Work request: Search the entries below for the word "more" and copy every line where it appears.

Input data START

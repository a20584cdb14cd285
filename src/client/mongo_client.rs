//! MongoDB member client using the official `mongodb` driver.
//!
//! The operator only ever needs two read-only admin commands against a
//! member, `ping` and `buildInfo`, so the driver sits behind the small
//! [`MemberConnector`]/[`MemberSession`] seam. Tests swap in an in-memory
//! connector.

use std::time::Duration;

use async_trait::async_trait;
use mongodb::bson::{Document, doc};
use mongodb::options::{ClientOptions, Credential, ServerAddress};
use mongodb::{Client, Database};
use thiserror::Error;
use tracing::{debug, instrument};

use crate::controller::error::Error;

/// Default dial timeout for member probes.
pub const DEFAULT_DIAL_TIMEOUT: Duration = Duration::from_secs(3);

/// Errors that can occur while talking to a member.
#[derive(Error, Debug)]
pub enum MongoError {
    #[error("Connection error: {0}")]
    Connection(String),

    #[error("Driver error: {0}")]
    Driver(#[from] mongodb::error::Error),

    #[error("Unexpected reply to {command}: {message}")]
    Reply { command: String, message: String },

    #[error("Invalid configuration: {0}")]
    InvalidConfig(String),
}

impl From<MongoError> for Error {
    fn from(e: MongoError) -> Self {
        Error::Connectivity(e.to_string())
    }
}

/// Administrative credentials read from the users secret.
#[derive(Clone, PartialEq, Eq)]
pub struct Credentials {
    pub username: String,
    pub password: String,
}

impl std::fmt::Debug for Credentials {
    fn fmt(&self, f: &mut std::fmt::Formatter<'_>) -> std::fmt::Result {
        f.debug_struct("Credentials")
            .field("username", &self.username)
            .field("password", &"<redacted>")
            .finish()
    }
}

/// How to reach one or more members.
#[derive(Clone, Debug)]
pub struct DialInfo {
    /// `host:port` addresses.
    pub addresses: Vec<String>,
    /// Replica set name for replset-aware connections.
    pub replset: Option<String>,
    pub credentials: Option<Credentials>,
    /// Dial and server selection timeout.
    pub timeout: Duration,
    /// Talk to exactly one address and skip topology discovery.
    pub direct: bool,
}

impl DialInfo {
    /// Replica-set-aware dial across every known member.
    pub fn replset(addresses: Vec<String>, replset: &str) -> Self {
        Self {
            addresses,
            replset: Some(replset.to_string()),
            credentials: None,
            timeout: DEFAULT_DIAL_TIMEOUT,
            direct: false,
        }
    }

    /// Direct dial of a single member.
    pub fn direct(address: &str) -> Self {
        Self {
            addresses: vec![address.to_string()],
            replset: None,
            credentials: None,
            timeout: DEFAULT_DIAL_TIMEOUT,
            direct: true,
        }
    }

    /// Set credentials.
    pub fn with_credentials(mut self, credentials: Option<Credentials>) -> Self {
        self.credentials = credentials;
        self
    }

    /// Set the dial timeout.
    pub fn with_timeout(mut self, timeout: Duration) -> Self {
        self.timeout = timeout;
        self
    }

    /// Driver options for this dial: fail fast, no retries.
    pub fn client_options(&self) -> Result<ClientOptions, MongoError> {
        if self.addresses.is_empty() {
            return Err(MongoError::InvalidConfig("No addresses provided".to_string()));
        }
        if self.direct && self.addresses.len() != 1 {
            return Err(MongoError::InvalidConfig(format!(
                "direct connection needs exactly one address, got {}",
                self.addresses.len()
            )));
        }

        let hosts = self
            .addresses
            .iter()
            .map(|a| ServerAddress::parse(a))
            .collect::<Result<Vec<_>, _>>()?;

        let mut options = ClientOptions::default();
        options.hosts = hosts;
        options.app_name = Some("mongodb-operator".to_string());
        options.connect_timeout = Some(self.timeout);
        options.server_selection_timeout = Some(self.timeout);
        options.retry_reads = Some(false);
        options.retry_writes = Some(false);
        options.direct_connection = Some(self.direct);
        if !self.direct {
            options.repl_set_name = self.replset.clone();
        }
        if let Some(creds) = &self.credentials {
            let mut credential = Credential::default();
            credential.username = Some(creds.username.clone());
            credential.password = Some(creds.password.clone());
            credential.source = Some("admin".to_string());
            options.credential = Some(credential);
        }
        Ok(options)
    }
}

/// What `buildInfo` reports about a member.
#[derive(Clone, Debug, PartialEq, Eq)]
pub struct BuildInfo {
    pub version: String,
}

/// An open connection to one or more members.
#[async_trait]
pub trait MemberSession: Send + Sync {
    /// Liveness check.
    async fn ping(&self) -> Result<(), MongoError>;

    /// Server build information.
    async fn build_info(&self) -> Result<BuildInfo, MongoError>;
}

/// Opens member sessions.
#[async_trait]
pub trait MemberConnector: Send + Sync {
    async fn connect(&self, info: &DialInfo) -> Result<Box<dyn MemberSession>, MongoError>;
}

/// Connector backed by the `mongodb` driver.
#[derive(Clone, Debug, Default)]
pub struct MongoConnector;

#[async_trait]
impl MemberConnector for MongoConnector {
    #[instrument(skip(self, info), fields(addresses = ?info.addresses, direct = info.direct))]
    async fn connect(&self, info: &DialInfo) -> Result<Box<dyn MemberSession>, MongoError> {
        let options = info.client_options()?;
        let client = Client::with_options(options)?;
        debug!("Created MongoDB client");
        Ok(Box::new(MongoSession { client }))
    }
}

/// Session backed by a driver client.
pub struct MongoSession {
    client: Client,
}

impl MongoSession {
    fn admin(&self) -> Database {
        self.client.database("admin")
    }

    async fn run(&self, command: Document) -> Result<Document, MongoError> {
        Ok(self.admin().run_command(command).await?)
    }
}

#[async_trait]
impl MemberSession for MongoSession {
    async fn ping(&self) -> Result<(), MongoError> {
        self.run(doc! { "ping": 1 }).await?;
        Ok(())
    }

    async fn build_info(&self) -> Result<BuildInfo, MongoError> {
        let reply = self.run(doc! { "buildInfo": 1 }).await?;
        parse_build_info(&reply)
    }
}

/// Extract the version from a `buildInfo` reply.
pub fn parse_build_info(reply: &Document) -> Result<BuildInfo, MongoError> {
    let version = reply.get_str("version").map_err(|e| MongoError::Reply {
        command: "buildInfo".to_string(),
        message: e.to_string(),
    })?;
    Ok(BuildInfo {
        version: version.to_string(),
    })
}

Input data END

Result for this task:
/// How to reach one or more members.
/// An open connection to one or more members.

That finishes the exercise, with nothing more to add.